__ASSIGNMENT__.
Write out every record in full, exactly as written, please.
[[ EXERCISE DATA open ]]
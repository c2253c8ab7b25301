use crate::app::App;
use crate::settings::Settings;
use crate::supervisor::{Connectivity, Supervisor};
use std::future::Future;
use std::time::Duration;
use tokio::task::JoinHandle;
use tokio::time::{interval, interval_at, Instant, MissedTickBehavior};
use tracing::{debug, info};

/// Runs the periodic activities: connection upkeep, capture and flush.
/// Capture and flush are independent timers with no ordering between them.
pub struct Scheduler {
    tasks: Vec<JoinHandle<()>>,
}

impl Scheduler {
    pub fn start(app: App, settings: &Settings) -> Self {
        info!("Starting scheduler");

        let supervisor = app.supervisor.clone();
        let poll = spawn_periodic("poll", settings.poll_interval, true, move || {
            let supervisor = supervisor.clone();
            async move { poll_once(&supervisor).await }
        });

        let capture_app = app.clone();
        let capture = spawn_periodic("capture", settings.capture_interval, false, move || {
            let app = capture_app.clone();
            async move {
                app.capture();
            }
        });

        let flush = spawn_periodic("flush", settings.flush_interval, false, move || {
            let app = app.clone();
            async move { app.flush().await }
        });

        Self {
            tasks: vec![poll, capture, flush],
        }
    }

    pub fn stop(self) {
        for task in self.tasks {
            task.abort();
        }
        info!("Scheduler stopped");
    }
}

/// Reconnects a disconnected device, or asks a connected one for fresh values.
pub async fn poll_once(supervisor: &Supervisor) {
    if !supervisor.is_configured() {
        return;
    }
    match supervisor.connectivity() {
        Connectivity::Disconnected => supervisor.connect_cycle().await,
        Connectivity::Connected => {
            let supervisor = supervisor.clone();
            tokio::spawn(async move {
                supervisor.refresh().await;
            });
        }
    }
}

fn spawn_periodic<F, Fut>(
    name: &'static str,
    period: Duration,
    immediate: bool,
    mut job: F,
) -> JoinHandle<()>
where
    F: FnMut() -> Fut + Send + 'static,
    Fut: Future<Output = ()> + Send + 'static,
{
    tokio::spawn(async move {
        let mut ticker = if immediate {
            interval(period)
        } else {
            interval_at(Instant::now() + period, period)
        };
        ticker.set_missed_tick_behavior(MissedTickBehavior::Delay);

        loop {
            ticker.tick().await;
            debug!("Running {} tick", name);
            job().await;
        }
    })
}
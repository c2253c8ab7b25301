use std::env;
use std::path::PathBuf;
use std::time::Duration;
use tracing::{info, warn};

/// Process configuration, read from the environment.
#[derive(Debug, Clone)]
pub struct Settings {
    pub listen_addr: String,
    pub data_dir: PathBuf,
    /// Base URL of the device bridge. Falls back to `http://{device ip}` when unset.
    pub bridge_url: Option<String>,
    pub poll_interval: Duration,
    pub capture_interval: Duration,
    pub flush_interval: Duration,
    pub discovery_timeout: Duration,
    pub command_timeout: Duration,
}

impl Default for Settings {
    fn default() -> Self {
        Self {
            listen_addr: "0.0.0.0:3000".to_string(),
            data_dir: PathBuf::from("data"),
            bridge_url: None,
            poll_interval: Duration::from_secs(5),
            capture_interval: Duration::from_secs(60),
            flush_interval: Duration::from_secs(60),
            discovery_timeout: Duration::from_secs(10),
            command_timeout: Duration::from_secs(10),
        }
    }
}

impl Settings {
    pub fn from_env() -> Self {
        let defaults = Self::default();
        let settings = Self {
            listen_addr: env::var("MONITOR_LISTEN").unwrap_or(defaults.listen_addr),
            data_dir: env::var("MONITOR_DATA_DIR")
                .map(PathBuf::from)
                .unwrap_or(defaults.data_dir),
            bridge_url: env::var("DEVICE_BRIDGE_URL")
                .ok()
                .map(|url| url.trim_end_matches('/').to_string())
                .filter(|url| !url.is_empty()),
            poll_interval: secs_or("MONITOR_POLL_SECS", defaults.poll_interval),
            capture_interval: secs_or("MONITOR_CAPTURE_SECS", defaults.capture_interval),
            flush_interval: secs_or("MONITOR_FLUSH_SECS", defaults.flush_interval),
            discovery_timeout: secs_or("DEVICE_DISCOVERY_TIMEOUT_SECS", defaults.discovery_timeout),
            command_timeout: secs_or("DEVICE_COMMAND_TIMEOUT_SECS", defaults.command_timeout),
        };

        info!("Monitor config:");
        info!("  Listen: {}", settings.listen_addr);
        info!("  Data dir: {}", settings.data_dir.display());
        info!(
            "  Bridge: {}",
            settings.bridge_url.as_deref().unwrap_or("device ip")
        );
        info!(
            "  Poll/capture/flush: {:?}/{:?}/{:?}",
            settings.poll_interval, settings.capture_interval, settings.flush_interval
        );

        settings
    }
}

fn secs_or(var: &str, default: Duration) -> Duration {
    match parse_secs(env::var(var).ok()) {
        Some(secs) => Duration::from_secs(secs),
        None => {
            if env::var(var).is_ok() {
                warn!("Ignoring invalid {}, using {:?}", var, default);
            }
            default
        }
    }
}

/// Parses a positive whole number of seconds.
fn parse_secs(val: Option<String>) -> Option<u64> {
    val?.trim().parse().ok().filter(|secs| *secs > 0)
}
[[ EXERCISE DATA closed ]]
__RESULT OF THE TASK__.
repository c2253c8ab7b25301
use crate::app::App;
use crate::settings::Settings;
use crate::supervisor::{Connectivity, Supervisor};
use std::future::Future;
use std::time::Duration;
use tokio::task::JoinHandle;
use tokio::time::{interval, interval_at, Instant, MissedTickBehavior};
use tracing::{debug, info};

/// Runs the periodic activities: connection upkeep, capture and flush.
/// Capture and flush are independent timers with no ordering between them.
pub struct Scheduler {
    tasks: Vec<JoinHandle<()>>,
}

impl Scheduler {
    pub fn start(app: App, settings: &Settings) -> Self {
        info!("Starting scheduler");

        let supervisor = app.supervisor.clone();
        let poll = spawn_periodic("poll", settings.poll_interval, true, move || {
            let supervisor = supervisor.clone();
            async move { poll_once(&supervisor).await }
        });

        let capture_app = app.clone();
        let capture = spawn_periodic("capture", settings.capture_interval, false, move || {
            let app = capture_app.clone();
            async move {
                app.capture();
            }
        });

        let flush = spawn_periodic("flush", settings.flush_interval, false, move || {
            let app = app.clone();
            async move { app.flush().await }
        });

        Self {
            tasks: vec![poll, capture, flush],
        }
    }

    pub fn stop(self) {
        for task in self.tasks {
            task.abort();
        }
        info!("Scheduler stopped");
    }
}

/// Reconnects a disconnected device, or asks a connected one for fresh values.
pub async fn poll_once(supervisor: &Supervisor) {
    if !supervisor.is_configured() {
        return;
    }
    match supervisor.connectivity() {
        Connectivity::Disconnected => supervisor.connect_cycle().await,
        Connectivity::Connected => {
            let supervisor = supervisor.clone();
            tokio::spawn(async move {
                supervisor.refresh().await;
            });
        }
    }
}

fn spawn_periodic<F, Fut>(
    name: &'static str,
    period: Duration,
    immediate: bool,
    mut job: F,
) -> JoinHandle<()>
where
    F: FnMut() -> Fut + Send + 'static,
    Fut: Future<Output = ()> + Send + 'static,
{
    tokio::spawn(async move {
        let mut ticker = if immediate {
            interval(period)
        } else {
            interval_at(Instant::now() + period, period)
        };
        ticker.set_missed_tick_behavior(MissedTickBehavior::Delay);

        loop {
            ticker.tick().await;
            debug!("Running {} tick", name);
            job().await;
        }
    })
}
repository c2253c8ab7b25301
use std::env;
use std::path::PathBuf;
use std::time::Duration;
use tracing::{info, warn};

/// Process configuration, read from the environment.
#[derive(Debug, Clone)]
pub struct Settings {
    pub listen_addr: String,
    pub data_dir: PathBuf,
    /// Base URL of the device bridge. Falls back to `http://{device ip}` when unset.
    pub bridge_url: Option<String>,
    pub poll_interval: Duration,
    pub capture_interval: Duration,
    pub flush_interval: Duration,
    pub discovery_timeout: Duration,
    pub command_timeout: Duration,
}

impl Default for Settings {
    fn default() -> Self {
        Self {
            listen_addr: "0.0.0.0:3000".to_string(),
            data_dir: PathBuf::from("data"),
            bridge_url: None,
            poll_interval: Duration::from_secs(5),
            capture_interval: Duration::from_secs(60),
            flush_interval: Duration::from_secs(60),
            discovery_timeout: Duration::from_secs(10),
            command_timeout: Duration::from_secs(10),
        }
    }
}

impl Settings {
    pub fn from_env() -> Self {
        let defaults = Self::default();
        let settings = Self {
            listen_addr: env::var("MONITOR_LISTEN").unwrap_or(defaults.listen_addr),
            data_dir: env::var("MONITOR_DATA_DIR")
                .map(PathBuf::from)
                .unwrap_or(defaults.data_dir),
            bridge_url: env::var("DEVICE_BRIDGE_URL")
                .ok()
                .map(|url| url.trim_end_matches('/').to_string())
                .filter(|url| !url.is_empty()),
            poll_interval: secs_or("MONITOR_POLL_SECS", defaults.poll_interval),
            capture_interval: secs_or("MONITOR_CAPTURE_SECS", defaults.capture_interval),
            flush_interval: secs_or("MONITOR_FLUSH_SECS", defaults.flush_interval),
            discovery_timeout: secs_or("DEVICE_DISCOVERY_TIMEOUT_SECS", defaults.discovery_timeout),
            command_timeout: secs_or("DEVICE_COMMAND_TIMEOUT_SECS", defaults.command_timeout),
        };

        info!("Monitor config:");
        info!("  Listen: {}", settings.listen_addr);
        info!("  Data dir: {}", settings.data_dir.display());
        info!(
            "  Bridge: {}",
            settings.bridge_url.as_deref().unwrap_or("device ip")
        );
        info!(
            "  Poll/capture/flush: {:?}/{:?}/{:?}",
            settings.poll_interval, settings.capture_interval, settings.flush_interval
        );

        settings
    }
}

fn secs_or(var: &str, default: Duration) -> Duration {
    match parse_secs(env::var(var).ok()) {
        Some(secs) => Duration::from_secs(secs),
        None => {
            if env::var(var).is_ok() {
                warn!("Ignoring invalid {}, using {:?}", var, default);
            }
            default
        }
    }
}

/// Parses a positive whole number of seconds.
fn parse_secs(val: Option<String>) -> Option<u64> {
    val?.trim().parse().ok().filter(|secs| *secs > 0)
}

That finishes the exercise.